This is Question 19.8 of $Abstract\ Algebra:\ A\ First\ Course$ by Dan Saracino.
Let $\mathbb{F}$ be a fieald, $f(X) \in \mathbb{F}[X]$. If $a$ is a root of $f(X)$, then we can write $f(X)=(X-a)^mg(X)$, where $m \ge 1$ and $X-a$ does not divide $g(X)$. Show $m$ is uniquely determined by $f$ and $a$. That is if $f(X)=(X-a)^rh(X)$ and $X-a$ does not divide $h(X)$, then $m=r$.
Without loss of generality, I consider $r \ge m$. Then, $$(X-a)^m((X-a)^{r-m}h(X)-g(X))=0.$$ So $$\forall X\ne a,\ \ (X-a)^{r-m}h(X)=g(X).\ \ \ (1)$$
Now, one may say if $r>m$, then $X-a$ divides $g(X)$, which is a contradiction. Hence $r =m$. However, I think this argument does not work since (1) only works for $X \ne a$. Indeed, (1) does not imply $g(a)= 0$.

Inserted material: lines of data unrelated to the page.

//! Minimisation subject to inequality constraints.
//!
//! The constraints `c(x) >= 0` are handled by the method of multipliers
//! (augmented Lagrangian method). Each outer iteration minimises the
//! augmented Lagrangian
//!
//! ```text
//! L(x, lambda; mu) = f(x) + sum_i psi(c_i(x), lambda_i; mu)
//!
//!                    / -s * t + t^2 / (2 * mu)   if t <= mu * s,
//! psi(t, s; mu) =   <
//!                    \ -mu * s^2 / 2             otherwise
//! ```
//!
//! by the unconstrained [`MinimiserDriver`] with the configured direction
//! finder and line search, then updates the multipliers as `lambda_i =
//! max(lambda_i - c_i / mu, 0)` and decreases the penalty parameter `mu`.
//! The inner minimisation stops on the gradient test with a tolerance that
//! tightens with every outer iteration.
//!
//! The outer loop converges when the constraint violation together with the
//! complementarity, `max_i |min(c_i, mu * lambda_i)|`, is within
//! [`feas_tol`](MultiplierOptions::feas_tol) and the inner minimisation
//! converged (or the augmented Lagrangian changed by at most the function
//! tolerance).
//!
//! ```rust
//! use minfit::nalgebra::{DMatrix, DVector};
//! use minfit::{
//!     minimise_constrained, LinearConstraints, MinimiserOptions, MultiplierOptions, Objective,
//! };
//!
//! // Minimum at (2, 1), but x0 <= 1 is required.
//! let f = Objective::new(
//!     2,
//!     |x: &DVector<f64>| (x[0] - 2.0).powi(2) + (x[1] - 1.0).powi(2),
//!     |x: &DVector<f64>| DVector::from_vec(vec![2.0 * (x[0] - 2.0), 2.0 * (x[1] - 1.0)]),
//! )
//! .with_hessian(|_: &DVector<f64>| DMatrix::identity(2, 2) * 2.0);
//! let bounds = LinearConstraints::from_bounds(&[f64::NEG_INFINITY; 2], &[1.0, f64::INFINITY])?;
//!
//! let result = minimise_constrained(
//!     &f,
//!     vec![0.0, 0.0],
//!     &bounds,
//!     &MinimiserOptions::default(),
//!     &MultiplierOptions::default(),
//! )?;
//!
//! assert!(result.termination.is_converged());
//! assert!((result.x[0] - 1.0).abs() < 1e-6);
//! # Ok::<(), Box<dyn std::error::Error>>(())
//! ```
//!
//! # References
//!
//! \[1\] [Numerical
//! Optimization](https://link.springer.com/book/10.1007/978-0-387-40065-5),
//! Section 17.4

use getset::{CopyGetters, Setters};
use log::{debug, info};
use nalgebra::{convert, DMatrix, DVector, RealField, ComplexField};
use num_traits::{One, Zero};

use crate::core::{Constraint, Differentiable, Function, Problem, ProblemError};
use crate::driver::{
    ConfigError, MinimiserDriver, MinimiserOptions, Termination, TerminationResult,
};

/// Options of the method of multipliers.
#[derive(Debug, Clone, CopyGetters, Setters)]
#[getset(get_copy = "pub", set = "pub")]
pub struct MultiplierOptions<T: RealField + Copy> {
    /// Initial penalty parameter. Default: `1e-5`.
    mu0: T,
    /// Factor applied to the penalty parameter after every outer iteration.
    /// Default: `0.5`.
    scale_mu: T,
    /// Initial upper bound of the inner gradient tolerance. Default: `1e-2`.
    epsilon0: T,
    /// Factor applied to the upper bound of the inner gradient tolerance.
    /// Default: `1e-2`.
    scale_epsilon: T,
    /// Initial factor of the constraint norm in the inner gradient tolerance.
    /// Default: `1e-2`.
    gamma0: T,
    /// Factor applied to `gamma`. Default: `1e-2`.
    scale_gamma: T,
    /// Smallest inner gradient tolerance. Default: `1e-8`.
    min_inner_tol: T,
    /// Initial multiplier of constraints which are not strictly satisfied in
    /// the initial point. Default: `1e4`.
    init_lambda: T,
    /// Tolerance of the constraint violation and complementarity. Default:
    /// `1e-8`.
    feas_tol: T,
    /// Maximum number of iterations of one inner minimisation. Default:
    /// `500`.
    inner_max_iter: usize,
}

impl<T: RealField + Copy> Default for MultiplierOptions<T> {
    fn default() -> Self {
        Self {
            mu0: convert(1e-5),
            scale_mu: convert(0.5),
            epsilon0: convert(1e-2),
            scale_epsilon: convert(1e-2),
            gamma0: convert(1e-2),
            scale_gamma: convert(1e-2),
            min_inner_tol: convert(1e-8),
            init_lambda: convert(1e4),
            feas_tol: convert(1e-8),
            inner_max_iter: 500,
        }
    }
}

impl<T: RealField + Copy> MultiplierOptions<T> {
    fn validate(&self) -> Result<(), ConfigError> {
        let zero = T::zero();
        let one = T::one();

        let positive = [
            (self.mu0, "mu0"),
            (self.epsilon0, "epsilon0"),
            (self.gamma0, "gamma0"),
            (self.min_inner_tol, "min_inner_tol"),
        ];
        for (value, name) in positive {
            if !(value > zero) || !value.is_finite() {
                return Err(ConfigError::InvalidParameter(name));
            }
        }

        let scales = [
            (self.scale_mu, "scale_mu"),
            (self.scale_epsilon, "scale_epsilon"),
            (self.scale_gamma, "scale_gamma"),
        ];
        for (value, name) in scales {
            if !(value > zero && value < one) {
                return Err(ConfigError::InvalidParameter(name));
            }
        }

        if !(self.init_lambda >= zero) || !self.init_lambda.is_finite() {
            return Err(ConfigError::InvalidParameter("init_lambda"));
        }

        if !(self.feas_tol >= zero) {
            return Err(ConfigError::InvalidParameter("feas_tol"));
        }

        if self.inner_max_iter == 0 {
            return Err(ConfigError::InvalidParameter("inner_max_iter"));
        }

        Ok(())
    }
}

/// The augmented Lagrangian of a function and inequality constraints for
/// fixed multipliers and penalty parameter.
///
/// The curvature of the constraints is not included in the Hessian, which is
/// exact for [linear constraints](crate::LinearConstraints).
pub struct AugmentedLagrangian<'a, F: Problem, C: ?Sized> {
    f: &'a F,
    constraint: &'a C,
    lambda: DVector<F::Field>,
    mu: F::Field,
}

What should I do now to prove the statement?
In first equation
$$(X-a)^m((X-a)^{r-m}h(X)-g(X))=0.$$
is as element of polynomial ring $\mathbb{F}[X]$.
Now $\mathbb{F}[X]$ is integral domain and $X-a\neq 0$ as element of $\mathbb{F}[X]$, we get equation
$$ (X-a)^{r-m}h(X)=g(X).$$
as element of polynomial ring $\mathbb{F}[X]$.
There is difference the following tow condition for $p(X)\in \mathbb{F}[X]$.
(1) For all $a\in \mathbb{F}$, $p (a)=0$.
(2)$p(X)= 0\in \mathbb{F}[X]$.
In fact, for example $\mathbb{F}=\mathbb{F}_2$ and $p(X)=X^2+X$, then this satisfy (1) and not (2).